Chuck Todd explains his theory about Chick-fil-A and Starbucks instead of talking about climate change.
Not talking about the largest climate march in history (Action Alert, 9/22/14) left Chuck Todd with some time to fill up on NBC‘s Meet the Press. Some of it he spent explaining his theory that the 2014 midterms are really a battle between Chick-fil-A and Starbucks. (Republicans like the chicken franchise, apparently, whereas Democrats prefer the coffee chain.)
But Todd also had some questions about Libya policy for UN Ambassador Samantha Power. They’re worth quoting, because they typify a worldview that underlies a lot of our foreign policy debates:
There’s a big headline in the Washington Post this morning about basically more chaos in Libya, some assassins in Benghazi, the back and forth that’s been going back there, the fight to sort of control Libya. What’s the lesson learned on the United States intervention in Libya in hindsight now for you, when you are applying to, sort of, how we’re dealing in Syria?

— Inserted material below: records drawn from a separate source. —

//! HTTP client for the feature flag authority.
//!
//! Endpoints:
//! - `GET  /feature-flags`
//! - `GET  /feature-flags/{name}`
//! - `POST /feature-flags/check`
//! - `GET  /feature-flags/{name}/user/{user_id}`

use std::collections::HashMap;
use std::time::Duration;

use anyhow::{bail, Context, Result};
use async_trait::async_trait;
use reqwest::{header, Client, Url};
use serde::de::DeserializeOwned;
use serde::Serialize;
use tracing::debug;

use super::{FlagError, FlagFetcher};
use crate::models::{
    normalize_flag_list, CheckResponse, EnabledResponse, FeatureFlag, FlagListResponse,
};

// ============================================================================
// Constants
// ============================================================================

/// Default HTTP request timeout in seconds.
pub const DEFAULT_REQUEST_TIMEOUT_SECS: u64 = 30;

const FLAGS_PATH: &str = "feature-flags";

#[derive(Debug, Serialize)]
struct CheckRequest<'a> {
    names: &'a [String],
}

/// Client for the flag authority.
/// Clone is cheap - reqwest::Client uses Arc internally for connection pooling.
#[derive(Clone)]
pub struct FlagClient {
    client: Client,
    base_url: Url,
    token: Option<String>,
}

impl FlagClient {
    /// Create a client for `base_url` with the default timeout
    pub fn new(base_url: &str) -> Result<Self> {
        Self::with_timeout(base_url, Duration::from_secs(DEFAULT_REQUEST_TIMEOUT_SECS))
    }

    pub fn with_timeout(base_url: &str, timeout: Duration) -> Result<Self> {
        let base_url = Url::parse(base_url)
            .with_context(|| format!("Invalid flag authority URL: {}", base_url))?;
        if base_url.cannot_be_a_base() {
            bail!("Flag authority URL cannot be used as a base: {}", base_url);
        }

        let client = Client::builder()
            .timeout(timeout)
            .build()
            .context("Failed to build HTTP client")?;

        Ok(Self {
            client,
            base_url,
            token: None,
        })
    }

    /// Set the bearer token for authenticated requests
    pub fn set_token(&mut self, token: String) {
        self.token = Some(token);
    }

    /// Create a new FlagClient with the given token, sharing the connection pool.
    pub fn with_token(&self, token: String) -> Self {
        Self {
            client: self.client.clone(),
            base_url: self.base_url.clone(),
            token: Some(token),
        }
    }

    pub fn base_url(&self) -> &Url {
        &self.base_url
    }

    fn endpoint(&self, segments: &[&str]) -> Result<Url, FlagError> {
        let mut url = self.base_url.clone();
        url.path_segments_mut()
            .map_err(|_| FlagError::Protocol(format!("cannot build URL from {}", self.base_url)))?
            .pop_if_empty()
            .extend(segments);
        Ok(url)
    }

    fn auth_headers(&self) -> Result<header::HeaderMap, FlagError> {
        let mut headers = header::HeaderMap::new();
        headers.insert(header::ACCEPT, header::HeaderValue::from_static("application/json"));
        if let Some(ref token) = self.token {
            let value = header::HeaderValue::from_str(&format!("Bearer {}", token))
                .map_err(|_| FlagError::Unauthorized)?;
            headers.insert(header::AUTHORIZATION, value);
        }
        Ok(headers)
    }

    /// Check status and decode the body. `flag` is set for per-name endpoints.
    async fn read_json<T: DeserializeOwned>(
        response: reqwest::Response,
        flag: Option<&str>,
    ) -> Result<T, FlagError> {
        let status = response.status();
        if !status.is_success() {
            let body = response.text().await.unwrap_or_default();
            return Err(FlagError::from_status(status, &body, flag));
        }

        let text = response.text().await?;
        serde_json::from_str(&text).map_err(FlagError::from)
    }

    async fn get<T: DeserializeOwned>(&self, url: Url, flag: Option<&str>) -> Result<T, FlagError> {
        debug!(url = %url, "GET");
        let response = self
            .client
            .get(url)
            .headers(self.auth_headers()?)
            .send()
            .await?;
        Self::read_json(response, flag).await
    }

    async fn post<T: DeserializeOwned, B: Serialize>(&self, url: Url, body: &B) -> Result<T, FlagError> {
        debug!(url = %url, "POST");
        let response = self
            .client
            .post(url)
            .headers(self.auth_headers()?)
            .json(body)
            .send()
            .await?;
        Self::read_json(response, None).await
    }
}

#[async_trait]
impl FlagFetcher for FlagClient {
    async fn fetch_all(&self) -> Result<Vec<FeatureFlag>, FlagError> {
        let url = self.endpoint(&[FLAGS_PATH])?;
        let response: FlagListResponse = self.get(url, None).await?;
        let flags = normalize_flag_list(response)?;
        debug!(count = flags.len(), "Fetched feature flags");
        Ok(flags)
    }

    async fn fetch_named(&self, names: &[String]) -> Result<HashMap<String, bool>, FlagError> {
        let url = self.endpoint(&[FLAGS_PATH, "check"])?;
        let response: CheckResponse = self.post(url, &CheckRequest { names }).await?;
        Ok(response.data)
    }

    async fn fetch_one(&self, name: &str) -> Result<bool, FlagError> {
        let url = self.endpoint(&[FLAGS_PATH, name])?;
        let response: EnabledResponse = self.get(url, Some(name)).await?;
        Ok(response.data.enabled)
    }

    async fn fetch_for_user(&self, name: &str, user_id: &str) -> Result<bool, FlagError> {
        let url = self.endpoint(&[FLAGS_PATH, name, "user", user_id])?;
        let response: EnabledResponse = self.get(url, Some(name)).await?;
        Ok(response.data.enabled)
    }
}

// ============================================================================
// Tests
// ============================================================================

We left a vacuum in Libya and now there’s chaos in Libya. How do you prevent that from happening in Syria once the US is successful in getting rid of ISIS? The goal of getting rid of Gadhafi, you did it. Then there was a chaotic vacuum. You’re going to get rid of ISIS in Syria; how do you prevent a similar chaotic vacuum?
Note the presumption that the US will be able to wave a magic wand and eliminate the Islamic State in Iraq and Syria (ISIS): “You’re going to get rid of ISIS in Syria,” Todd flat out says; it’s a matter of “once the US is successful” rather than “if.” Never mind that the US has not eliminated the Taliban in Afghanistan after 12 years of war with as many as 100,000 troops on the ground, to cite just one example of the US military’s lack of omnipotence; in the case of ISIS, a few rounds of bombing are going to do the trick.
The only problem that Todd foresees is that we left a “vacuum” in Libya, and we might leave a similar “chaotic vacuum” in Syria. It’s not the presence of violent movements that Washington trained, or that sprang up in reaction to US violence, and the weapons that these countries were flooded with as part of US strategy that are the problem–oh no. The problem, as defined by US pundits, is always a lack of intervention–“we” won’t be there enough, and without enough us, who knows what will happen?